Stored items
+ + + +

/// Undoes partial provisioning on drop unless `committed`. Drop-based so
/// the cleanup also runs when an in-flight create future is abandoned by a
/// cancelled session, not only on error returns.
struct Rollback<'a> {
    manager: &'a VmManager,
    ip: Ipv4Addr,
    dir: PathBuf,
    tap: Option<String>,
    vm: Option<Arc<VmInstance>>,
    committed: bool,
}

impl Drop for Rollback<'_> {
    fn drop(&mut self) {
        if self.committed {
            return;
        }
        debug!(ip = %self.ip, dir = %self.dir.display(), "rolling back partial VM create");
        if let Some(vm) = &self.vm {
            vm.kill_monitor();
        }
        if let Some(tap) = &self.tap {
            self.manager.fabric.delete_tap(tap);
        }
        let _ = fs::remove_dir_all(&self.dir);
        self.manager.pool.release(self.ip);
    }
}

/// VM ids come straight from the SSH username and end up in filesystem
/// paths and interface config, so the charset is tight.
pub fn validate_vm_id(id: &str) -> Result<()> {
    if id.is_empty() {
        bail!("VM id cannot be empty");
    }
    if id.len() > 48 {
        bail!("VM id must be 48 characters or fewer");
    }
    if !id
        .chars()
        .all(|c| c.is_ascii_alphanumeric() || c == '-' || c == '_')
    {
        bail!("VM id may only contain letters, digits, '-' and '_'");
    }
    Ok(())
}

fn write_artifact(path: &Path, data: &[u8], mode: u32) -> Result<()> {
    fs::write(path, data).with_context(|| format!("write {}", path.display()))?;
    fs::set_permissions(path, Permissions::from_mode(mode))
        .with_context(|| format!("chmod {}", path.display()))?;
    Ok(())
}

/// Copy the shared rootfs template into the VM's scratch directory.
/// `cp --sparse=always` keeps holes in the image sparse.
fn copy_rootfs(template: &Path, dst: &Path) -> Result<()> {
    let status = std::process::Command::new("cp")
        .arg("--sparse=always")
        .arg(template)
        .arg(dst)
        .status()
        .context("spawn cp")?;
    if !status.success() {
        bail!(
            "copy rootfs template {} to {} failed",
            template.display(),
            dst.display()
        );
    }
    fs::set_permissions(dst, Permissions::from_mode(0o644)).context("chmod rootfs copy")?;
    Ok(())
}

+ + + +

**WORK ITEM**
Reply with the complete data above, every character as it stands.

**ANSWER TO THIS TASK**
/// Undoes partial provisioning on drop unless `committed`. Drop-based so
/// the cleanup also runs when an in-flight create future is abandoned by a
/// cancelled session, not only on error returns.
struct Rollback<'a> {
    manager: &'a VmManager,
    ip: Ipv4Addr,
    dir: PathBuf,
    tap: Option<String>,
    vm: Option<Arc<VmInstance>>,
    committed: bool,
}

impl Drop for Rollback<'_> {
    fn drop(&mut self) {
        if self.committed {
            return;
        }
        debug!(ip = %self.ip, dir = %self.dir.display(), "rolling back partial VM create");
        if let Some(vm) = &self.vm {
            vm.kill_monitor();
        }
        if let Some(tap) = &self.tap {
            self.manager.fabric.delete_tap(tap);
        }
        let _ = fs::remove_dir_all(&self.dir);
        self.manager.pool.release(self.ip);
    }
}

/// VM ids come straight from the SSH username and end up in filesystem
/// paths and interface config, so the charset is tight.
pub fn validate_vm_id(id: &str) -> Result<()> {
    if id.is_empty() {
        bail!("VM id cannot be empty");
    }
    if id.len() > 48 {
        bail!("VM id must be 48 characters or fewer");
    }
    if !id
        .chars()
        .all(|c| c.is_ascii_alphanumeric() || c == '-' || c == '_')
    {
        bail!("VM id may only contain letters, digits, '-' and '_'");
    }
    Ok(())
}

fn write_artifact(path: &Path, data: &[u8], mode: u32) -> Result<()> {
    fs::write(path, data).with_context(|| format!("write {}", path.display()))?;
    fs::set_permissions(path, Permissions::from_mode(mode))
        .with_context(|| format!("chmod {}", path.display()))?;
    Ok(())
}

/// Copy the shared rootfs template into the VM's scratch directory.
/// `cp --sparse=always` keeps holes in the image sparse.
fn copy_rootfs(template: &Path, dst: &Path) -> Result<()> {
    let status = std::process::Command::new("cp")
        .arg("--sparse=always")
        .arg(template)
        .arg(dst)
        .status()
        .context("spawn cp")?;
    if !status.success() {
        bail!(
            "copy rootfs template {} to {} failed",
            template.display(),
            dst.display()
        );
    }
    fs::set_permissions(dst, Permissions::from_mode(0o644)).context("chmod rootfs copy")?;
    Ok(())
}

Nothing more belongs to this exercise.